> _Records provided_:
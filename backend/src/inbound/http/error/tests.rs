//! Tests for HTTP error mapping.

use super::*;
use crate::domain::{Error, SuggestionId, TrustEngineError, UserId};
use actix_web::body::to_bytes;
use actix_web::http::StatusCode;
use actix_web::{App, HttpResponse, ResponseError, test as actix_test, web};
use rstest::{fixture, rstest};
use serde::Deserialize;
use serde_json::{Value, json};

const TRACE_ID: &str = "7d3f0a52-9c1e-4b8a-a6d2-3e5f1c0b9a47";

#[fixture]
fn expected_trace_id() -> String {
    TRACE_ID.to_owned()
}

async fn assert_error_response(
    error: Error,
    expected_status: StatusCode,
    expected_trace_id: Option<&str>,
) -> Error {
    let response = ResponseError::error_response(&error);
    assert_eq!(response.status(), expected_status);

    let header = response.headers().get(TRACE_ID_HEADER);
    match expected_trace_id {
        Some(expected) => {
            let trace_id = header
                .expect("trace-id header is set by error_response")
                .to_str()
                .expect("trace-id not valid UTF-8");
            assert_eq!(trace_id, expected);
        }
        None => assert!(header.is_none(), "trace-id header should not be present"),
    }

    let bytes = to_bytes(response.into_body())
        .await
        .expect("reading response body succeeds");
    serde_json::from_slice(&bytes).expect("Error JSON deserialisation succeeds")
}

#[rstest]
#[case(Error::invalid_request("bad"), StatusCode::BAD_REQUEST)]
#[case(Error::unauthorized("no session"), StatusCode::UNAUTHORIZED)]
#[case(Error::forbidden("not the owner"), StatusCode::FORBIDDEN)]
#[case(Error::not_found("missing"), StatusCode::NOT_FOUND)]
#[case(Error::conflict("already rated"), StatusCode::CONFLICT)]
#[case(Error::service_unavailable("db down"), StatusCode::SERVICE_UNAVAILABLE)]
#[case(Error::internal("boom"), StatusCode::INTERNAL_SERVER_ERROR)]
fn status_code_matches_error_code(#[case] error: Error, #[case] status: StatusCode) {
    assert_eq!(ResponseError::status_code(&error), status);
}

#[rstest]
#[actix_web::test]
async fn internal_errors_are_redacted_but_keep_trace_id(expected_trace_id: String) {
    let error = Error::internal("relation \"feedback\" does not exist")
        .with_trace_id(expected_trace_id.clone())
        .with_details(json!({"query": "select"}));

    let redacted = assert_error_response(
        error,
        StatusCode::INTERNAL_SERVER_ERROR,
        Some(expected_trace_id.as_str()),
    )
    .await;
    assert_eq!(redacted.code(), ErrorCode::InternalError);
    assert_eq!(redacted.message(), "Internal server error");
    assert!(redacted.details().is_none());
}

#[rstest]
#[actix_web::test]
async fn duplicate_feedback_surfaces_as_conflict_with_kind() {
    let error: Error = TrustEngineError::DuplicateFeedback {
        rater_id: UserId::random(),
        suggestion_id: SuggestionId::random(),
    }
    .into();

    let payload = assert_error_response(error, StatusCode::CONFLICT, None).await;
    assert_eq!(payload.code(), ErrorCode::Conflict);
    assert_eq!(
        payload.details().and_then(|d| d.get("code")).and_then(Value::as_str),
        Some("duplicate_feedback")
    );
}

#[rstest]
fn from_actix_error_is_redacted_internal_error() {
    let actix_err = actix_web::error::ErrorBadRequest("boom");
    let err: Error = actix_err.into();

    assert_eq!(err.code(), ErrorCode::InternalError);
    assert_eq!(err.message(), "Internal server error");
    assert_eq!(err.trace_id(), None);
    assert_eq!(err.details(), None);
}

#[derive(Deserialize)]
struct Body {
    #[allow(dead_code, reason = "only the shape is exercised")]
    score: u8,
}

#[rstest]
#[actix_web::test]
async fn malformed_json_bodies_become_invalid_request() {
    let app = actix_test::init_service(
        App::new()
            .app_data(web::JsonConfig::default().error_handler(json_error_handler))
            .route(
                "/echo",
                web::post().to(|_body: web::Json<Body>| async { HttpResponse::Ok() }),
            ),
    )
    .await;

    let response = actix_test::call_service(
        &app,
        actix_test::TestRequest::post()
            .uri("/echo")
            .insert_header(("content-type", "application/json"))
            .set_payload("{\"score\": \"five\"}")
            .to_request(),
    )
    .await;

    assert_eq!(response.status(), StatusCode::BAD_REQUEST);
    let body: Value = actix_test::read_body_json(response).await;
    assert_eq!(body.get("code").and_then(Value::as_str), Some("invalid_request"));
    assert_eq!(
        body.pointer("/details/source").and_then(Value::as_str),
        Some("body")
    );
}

> _Instructions for the task_:
Search the entries for the word "HttpResponse" and show every line that has it.

> _Answer_:
use actix_web::{App, HttpResponse, ResponseError, test as actix_test, web};
                web::post().to(|_body: web::Json<Body>| async { HttpResponse::Ok() }),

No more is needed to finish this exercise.